Work item: Only the count is needed. Count the lines below with the word "RemovalReason" in them.

Data supplied:
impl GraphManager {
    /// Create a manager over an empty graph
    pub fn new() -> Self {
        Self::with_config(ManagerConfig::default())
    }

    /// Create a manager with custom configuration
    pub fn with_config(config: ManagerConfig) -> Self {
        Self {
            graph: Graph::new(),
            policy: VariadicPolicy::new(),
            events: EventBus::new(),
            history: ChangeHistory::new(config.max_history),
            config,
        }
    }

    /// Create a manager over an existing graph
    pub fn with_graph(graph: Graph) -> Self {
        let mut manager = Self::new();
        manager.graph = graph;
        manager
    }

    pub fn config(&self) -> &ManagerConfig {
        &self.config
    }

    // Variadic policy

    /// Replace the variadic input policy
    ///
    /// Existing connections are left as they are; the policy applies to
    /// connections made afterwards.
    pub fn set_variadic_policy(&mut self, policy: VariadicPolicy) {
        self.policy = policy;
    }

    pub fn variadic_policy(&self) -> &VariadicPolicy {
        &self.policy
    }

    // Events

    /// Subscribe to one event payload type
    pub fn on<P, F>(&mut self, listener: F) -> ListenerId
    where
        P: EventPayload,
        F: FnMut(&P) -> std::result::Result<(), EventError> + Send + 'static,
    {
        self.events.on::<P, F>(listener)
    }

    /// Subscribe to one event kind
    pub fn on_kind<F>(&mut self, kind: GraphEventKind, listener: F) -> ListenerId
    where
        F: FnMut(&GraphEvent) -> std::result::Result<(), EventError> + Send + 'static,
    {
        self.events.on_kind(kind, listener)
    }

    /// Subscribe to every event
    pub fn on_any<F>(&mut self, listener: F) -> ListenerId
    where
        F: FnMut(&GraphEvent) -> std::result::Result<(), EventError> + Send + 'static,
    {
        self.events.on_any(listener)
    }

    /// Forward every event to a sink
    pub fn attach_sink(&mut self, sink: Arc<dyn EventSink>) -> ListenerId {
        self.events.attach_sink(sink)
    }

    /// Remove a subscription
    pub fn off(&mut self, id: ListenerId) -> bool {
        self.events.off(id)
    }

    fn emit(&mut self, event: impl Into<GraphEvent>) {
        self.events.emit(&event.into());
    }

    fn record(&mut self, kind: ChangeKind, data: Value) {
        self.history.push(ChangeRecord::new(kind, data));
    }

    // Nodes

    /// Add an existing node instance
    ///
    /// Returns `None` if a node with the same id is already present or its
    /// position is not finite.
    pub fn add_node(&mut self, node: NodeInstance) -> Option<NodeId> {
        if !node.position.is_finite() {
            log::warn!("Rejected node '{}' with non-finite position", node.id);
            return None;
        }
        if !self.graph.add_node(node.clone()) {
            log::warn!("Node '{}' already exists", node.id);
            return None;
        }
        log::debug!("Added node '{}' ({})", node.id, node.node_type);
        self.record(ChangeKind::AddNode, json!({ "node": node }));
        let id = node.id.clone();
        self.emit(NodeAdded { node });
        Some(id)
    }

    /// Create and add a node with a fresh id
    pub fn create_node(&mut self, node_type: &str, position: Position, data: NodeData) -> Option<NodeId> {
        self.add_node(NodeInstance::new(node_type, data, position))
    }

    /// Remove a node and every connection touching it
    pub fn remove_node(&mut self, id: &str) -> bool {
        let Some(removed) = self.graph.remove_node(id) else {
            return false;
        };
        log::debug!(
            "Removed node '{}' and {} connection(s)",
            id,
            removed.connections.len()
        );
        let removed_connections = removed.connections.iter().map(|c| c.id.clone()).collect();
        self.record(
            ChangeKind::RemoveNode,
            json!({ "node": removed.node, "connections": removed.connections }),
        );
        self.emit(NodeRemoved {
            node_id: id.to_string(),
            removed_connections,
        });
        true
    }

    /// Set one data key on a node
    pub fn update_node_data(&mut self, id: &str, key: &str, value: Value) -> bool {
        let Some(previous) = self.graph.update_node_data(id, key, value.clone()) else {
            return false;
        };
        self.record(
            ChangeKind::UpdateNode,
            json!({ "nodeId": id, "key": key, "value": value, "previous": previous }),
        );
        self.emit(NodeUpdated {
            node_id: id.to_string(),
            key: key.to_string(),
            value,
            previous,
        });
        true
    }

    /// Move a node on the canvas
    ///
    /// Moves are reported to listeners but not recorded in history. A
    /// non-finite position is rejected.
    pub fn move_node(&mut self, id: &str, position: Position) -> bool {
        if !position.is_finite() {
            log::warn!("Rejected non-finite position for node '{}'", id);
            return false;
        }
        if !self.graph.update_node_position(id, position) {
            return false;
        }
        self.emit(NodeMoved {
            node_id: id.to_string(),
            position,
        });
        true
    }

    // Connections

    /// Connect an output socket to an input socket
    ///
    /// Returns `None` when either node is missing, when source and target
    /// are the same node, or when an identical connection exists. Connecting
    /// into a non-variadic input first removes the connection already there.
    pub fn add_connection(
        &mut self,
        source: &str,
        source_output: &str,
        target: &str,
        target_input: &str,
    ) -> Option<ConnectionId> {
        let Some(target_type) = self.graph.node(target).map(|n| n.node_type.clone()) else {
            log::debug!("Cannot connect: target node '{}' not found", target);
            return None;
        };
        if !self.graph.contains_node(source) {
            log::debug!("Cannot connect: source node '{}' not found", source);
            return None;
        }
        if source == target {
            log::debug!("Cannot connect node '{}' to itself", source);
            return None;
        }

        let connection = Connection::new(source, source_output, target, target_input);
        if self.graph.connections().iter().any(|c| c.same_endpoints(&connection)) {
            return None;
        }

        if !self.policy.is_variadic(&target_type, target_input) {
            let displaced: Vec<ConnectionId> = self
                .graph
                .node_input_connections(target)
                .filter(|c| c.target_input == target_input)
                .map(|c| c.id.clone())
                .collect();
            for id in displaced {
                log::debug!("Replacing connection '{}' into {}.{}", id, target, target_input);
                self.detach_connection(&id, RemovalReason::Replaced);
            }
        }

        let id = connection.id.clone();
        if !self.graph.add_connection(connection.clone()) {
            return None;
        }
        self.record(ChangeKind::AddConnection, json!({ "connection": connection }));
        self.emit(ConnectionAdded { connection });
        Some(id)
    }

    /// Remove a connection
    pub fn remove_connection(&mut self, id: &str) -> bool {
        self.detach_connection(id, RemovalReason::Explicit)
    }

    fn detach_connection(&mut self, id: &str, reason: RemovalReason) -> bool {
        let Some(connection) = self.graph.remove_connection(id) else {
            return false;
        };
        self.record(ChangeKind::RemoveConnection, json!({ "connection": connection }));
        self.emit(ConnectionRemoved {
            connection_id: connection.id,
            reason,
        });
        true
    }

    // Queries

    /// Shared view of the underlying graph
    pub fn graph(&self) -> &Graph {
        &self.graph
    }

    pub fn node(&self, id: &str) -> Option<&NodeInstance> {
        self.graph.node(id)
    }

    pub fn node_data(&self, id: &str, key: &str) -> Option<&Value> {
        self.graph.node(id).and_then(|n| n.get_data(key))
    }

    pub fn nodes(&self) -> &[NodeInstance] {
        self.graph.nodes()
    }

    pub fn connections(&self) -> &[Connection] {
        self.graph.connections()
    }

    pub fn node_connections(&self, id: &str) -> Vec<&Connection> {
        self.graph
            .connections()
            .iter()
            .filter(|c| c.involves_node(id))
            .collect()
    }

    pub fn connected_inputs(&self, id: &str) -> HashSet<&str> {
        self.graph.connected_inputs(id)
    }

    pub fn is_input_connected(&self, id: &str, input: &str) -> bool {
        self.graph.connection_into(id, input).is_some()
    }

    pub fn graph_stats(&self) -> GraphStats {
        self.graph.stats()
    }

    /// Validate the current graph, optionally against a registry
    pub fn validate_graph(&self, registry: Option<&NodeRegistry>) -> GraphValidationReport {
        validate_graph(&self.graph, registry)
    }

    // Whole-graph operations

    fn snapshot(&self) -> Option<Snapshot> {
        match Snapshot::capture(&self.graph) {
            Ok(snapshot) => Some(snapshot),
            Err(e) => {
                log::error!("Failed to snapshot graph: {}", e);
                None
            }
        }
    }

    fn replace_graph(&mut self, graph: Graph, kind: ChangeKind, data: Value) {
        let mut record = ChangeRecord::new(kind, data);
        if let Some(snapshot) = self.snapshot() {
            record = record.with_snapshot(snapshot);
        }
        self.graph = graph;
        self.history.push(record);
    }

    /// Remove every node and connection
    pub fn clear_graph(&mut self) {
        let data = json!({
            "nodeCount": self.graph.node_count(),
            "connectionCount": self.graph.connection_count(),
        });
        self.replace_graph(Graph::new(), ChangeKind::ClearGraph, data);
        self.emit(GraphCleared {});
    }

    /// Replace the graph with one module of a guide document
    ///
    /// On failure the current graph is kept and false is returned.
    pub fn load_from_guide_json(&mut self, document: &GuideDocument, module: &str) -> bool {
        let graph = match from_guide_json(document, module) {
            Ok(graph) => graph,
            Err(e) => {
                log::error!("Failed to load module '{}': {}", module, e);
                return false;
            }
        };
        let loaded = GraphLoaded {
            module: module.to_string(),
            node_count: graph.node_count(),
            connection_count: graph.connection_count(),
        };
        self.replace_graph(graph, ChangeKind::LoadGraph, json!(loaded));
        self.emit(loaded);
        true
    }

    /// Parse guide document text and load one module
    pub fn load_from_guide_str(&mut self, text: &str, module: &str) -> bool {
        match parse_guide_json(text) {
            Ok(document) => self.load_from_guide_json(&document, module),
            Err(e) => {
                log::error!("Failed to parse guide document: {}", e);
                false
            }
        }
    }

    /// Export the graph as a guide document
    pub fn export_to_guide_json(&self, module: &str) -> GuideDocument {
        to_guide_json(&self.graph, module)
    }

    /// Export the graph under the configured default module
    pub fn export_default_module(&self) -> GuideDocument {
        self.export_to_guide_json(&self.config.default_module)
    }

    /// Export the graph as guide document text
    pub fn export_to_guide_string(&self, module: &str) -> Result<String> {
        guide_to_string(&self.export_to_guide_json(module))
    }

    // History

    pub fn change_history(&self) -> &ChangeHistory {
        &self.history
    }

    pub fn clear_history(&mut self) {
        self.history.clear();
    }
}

Response: 3